He resigned from that post in 2005 in order to resume his career in the U.S. Marines, and serve in the War in Iraq, where he helped support the Independent Electoral Commission of Iraq, which oversaw two national elections, and helped establish interim local governments in the western Euphrates Valley. In 2006, he completed his duty in Iraq and was re-appointed as State Treasurer. He served that position for only a few months because in November 2006, he was elected Colorado Secretary of State with 51% of the vote, defeating Democratic State Senator and Minority Leader Ken Gordon.

===Colorado Secretary of State===
During the general election of 2008, when Coffman was Secretary of State of Colorado, several groups accused the secretary of state's office of improperly marking 6,400 voter registration forms as incomplete, because they failed to check a box on the form, required by legislation sponsored by then Senate Majority Leader Ken Gordon in 2006. Coffman's office responded that incomplete registrations require voters to either re-register or provide extra identification when they go to vote. Soon after the accusations were made, Common Cause filed suit against Coffman, in his official capacity as secretary of state. The secretary of state's office denied wrongdoing, and Coffman said he believes his office was correctly applying the law. On October 30, 2008, the court approved a preliminary injunction allowing purged voters to participate in the 2008 election. Bernie Buescher, Coffman's successor as secretary of state, replaced Coffman as defendant in the case in January 2009.

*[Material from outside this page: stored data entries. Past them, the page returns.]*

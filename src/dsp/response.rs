//! Analytic frequency response of second-order sections
//!
//! H(e^jw) is evaluated directly from the coefficients, so any frequency grid
//! works, including the non-uniform grids of measurement sweeps.

use num_complex::Complex64;
use std::f64::consts::PI;

use super::biquad::SecondOrderSection;
use super::complex::{linear_to_db, MIN_DENOMINATOR_ENERGY};

/// Numerator and denominator of one section at normalized frequency `w`
fn polynomials(section: &SecondOrderSection, w: f64) -> (Complex64, Complex64) {
    let (sin_w, cos_w) = w.sin_cos();
    let (sin_2w, cos_2w) = (2.0 * w).sin_cos();

    let num = Complex64::new(
        section.b0 + section.b1 * cos_w + section.b2 * cos_2w,
        -(section.b1 * sin_w + section.b2 * sin_2w),
    );
    let den = Complex64::new(
        section.a0 + section.a1 * cos_w + section.a2 * cos_2w,
        -(section.a1 * sin_w + section.a2 * sin_2w),
    );
    (num, den)
}

#[inline]
fn normalized_frequency(freq: f64, sample_rate: f64) -> f64 {
    2.0 * PI * freq / sample_rate
}

/// Magnitude of one section in dB at `freq`
pub fn section_magnitude_db(section: &SecondOrderSection, sample_rate: f64, freq: f64) -> f64 {
    let (num, den) = polynomials(section, normalized_frequency(freq, sample_rate));
    let ratio = num.norm_sqr() / den.norm_sqr().max(MIN_DENOMINATOR_ENERGY);
    linear_to_db(ratio.sqrt())
}

/// Complex response of one section at `freq`
pub fn section_response(section: &SecondOrderSection, sample_rate: f64, freq: f64) -> Complex64 {
    let (num, den) = polynomials(section, normalized_frequency(freq, sample_rate));
    if den.norm_sqr() < MIN_DENOMINATOR_ENERGY {
        return Complex64::new(0.0, 0.0);
    }
    num / den
}

/// Magnitude of a cascade in dB at each query frequency
///
/// Per-section dB values are summed, so an empty cascade is 0 dB everywhere.
pub fn evaluate_magnitude_db(
    sections: &[SecondOrderSection],
    sample_rate: f64,
    freqs: &[f64],
) -> Vec<f64> {
    freqs
        .iter()
        .map(|&f| {
            sections
                .iter()
                .map(|section| section_magnitude_db(section, sample_rate, f))
                .sum()
        })
        .collect()
}

/// Complex response of a cascade at each query frequency
pub fn evaluate_complex(
    sections: &[SecondOrderSection],
    sample_rate: f64,
    freqs: &[f64],
) -> Vec<Complex64> {
    freqs
        .iter()
        .map(|&f| {
            sections
                .iter()
                .fold(Complex64::new(1.0, 0.0), |acc, section| {
                    acc * section_response(section, sample_rate, f)
                })
        })
        .collect()
}

/// Phase of a cascade in degrees, wrapped into `(-180, 180]`
pub fn evaluate_phase_deg(
    sections: &[SecondOrderSection],
    sample_rate: f64,
    freqs: &[f64],
) -> Vec<f64> {
    evaluate_complex(sections, sample_rate, freqs)
        .into_iter()
        .map(|h| super::complex::complex_to_polar_db(h).1)
        .map(super::complex::wrap_phase_deg)
        .collect()
}

#[cfg(test)]
mod tests {
    use super::*;
    use crate::dsp::filter::{FilterType, GenericFilter};
    use approx::assert_relative_eq;

    fn design(filter_type: FilterType, freq: f64, gain_db: f64, q: f64) -> SecondOrderSection {
        SecondOrderSection::design(&GenericFilter::new(filter_type, freq, gain_db, q), 48000.0)
    }

    #[test]
    fn test_peak_gain_at_center() {
        let section = design(FilterType::Peaking, 1000.0, 6.0, 1.0);
        let db = evaluate_magnitude_db(&[section], 48000.0, &[1000.0]);
        assert!((db[0] - 6.0).abs() < 0.01, "expected +6 dB, got {}", db[0]);
    }

    #[test]
    fn test_empty_cascade_is_flat() {
        let freqs = [20.0, 100.0, 1000.0, 10_000.0, 20_000.0];
        let db = evaluate_magnitude_db(&[], 48000.0, &freqs);
        assert_eq!(db, vec![0.0; freqs.len()]);
    }

    #[test]
    fn test_identity_section_is_flat() {
        let freqs = [20.0, 1000.0, 23_999.0];
        for db in evaluate_magnitude_db(&[SecondOrderSection::identity()], 48000.0, &freqs) {
            assert_relative_eq!(db, 0.0, epsilon = 1e-12);
        }
    }

    #[test]
    fn test_butterworth_is_minus_3db_at_cutoff() {
        let lp = design(FilterType::LowPass, 1000.0, 0.0, std::f64::consts::FRAC_1_SQRT_2);
        let hp = design(FilterType::HighPass, 1000.0, 0.0, std::f64::consts::FRAC_1_SQRT_2);
        let lp_db = evaluate_magnitude_db(&[lp], 48000.0, &[1000.0])[0];
        let hp_db = evaluate_magnitude_db(&[hp], 48000.0, &[1000.0])[0];
        assert_relative_eq!(lp_db, -3.0103, epsilon = 0.01);
        assert_relative_eq!(hp_db, -3.0103, epsilon = 0.01);
    }

    #[test]
    fn test_cascade_sums_in_db() {
        let a = design(FilterType::Peaking, 500.0, 4.0, 1.0);
        let b = design(FilterType::HighShelf, 3000.0, -2.0, 0.7);
        let freqs = [100.0, 500.0, 2000.0, 8000.0];
        let a_db = evaluate_magnitude_db(&[a], 48000.0, &freqs);
        let b_db = evaluate_magnitude_db(&[b], 48000.0, &freqs);
        let both = evaluate_magnitude_db(&[a, b], 48000.0, &freqs);
        for i in 0..freqs.len() {
            assert_relative_eq!(both[i], a_db[i] + b_db[i], epsilon = 1e-9);
        }
    }

    #[test]
    fn test_complex_agrees_with_magnitude() {
        let sections = [
            design(FilterType::Peaking, 800.0, -5.0, 2.0),
            design(FilterType::LowShelf, 120.0, 3.0, 0.7),
        ];
        let freqs = [50.0, 800.0, 5000.0];
        let db = evaluate_magnitude_db(&sections, 48000.0, &freqs);
        let h = evaluate_complex(&sections, 48000.0, &freqs);
        for i in 0..freqs.len() {
            assert_relative_eq!(20.0 * h[i].norm().log10(), db[i], epsilon = 1e-9);
        }
    }

    #[test]
    fn test_highpass_zero_at_dc_is_clamped() {
        let hp = design(FilterType::HighPass, 1000.0, 0.0, 0.707);
        let db = evaluate_magnitude_db(&[hp], 48000.0, &[0.0])[0];
        assert!(db.is_finite());
        assert!(db <= -200.0);
    }

    #[test]
    fn test_phase_is_wrapped() {
        let sections = [design(FilterType::HighPass, 200.0, 0.0, 0.707); 4];
        let freqs: Vec<f64> = (1..200).map(|i| i as f64 * 10.0).collect();
        for p in evaluate_phase_deg(&sections, 48000.0, &freqs) {
            assert!(p > -180.0 && p <= 180.0);
        }
    }
}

== U.S. House of Representatives ==

===Elections===

==== 2008 ====

Coffman announced that he would run for the U.S. House seat being vacated by retiring Republican Tom Tancredo in 2008 in Colorado's 6th congressional district. Three other candidates decided to run in the Republican primary for the open seat: Wil Armstrong (son of former U.S. Senator Bill Armstrong), State Senator Ted Harvey, and State Senator Steve Ward. Coffman won the August primary with a plurality of 40% of the vote, beating runner-up Wil Armstrong by seven points.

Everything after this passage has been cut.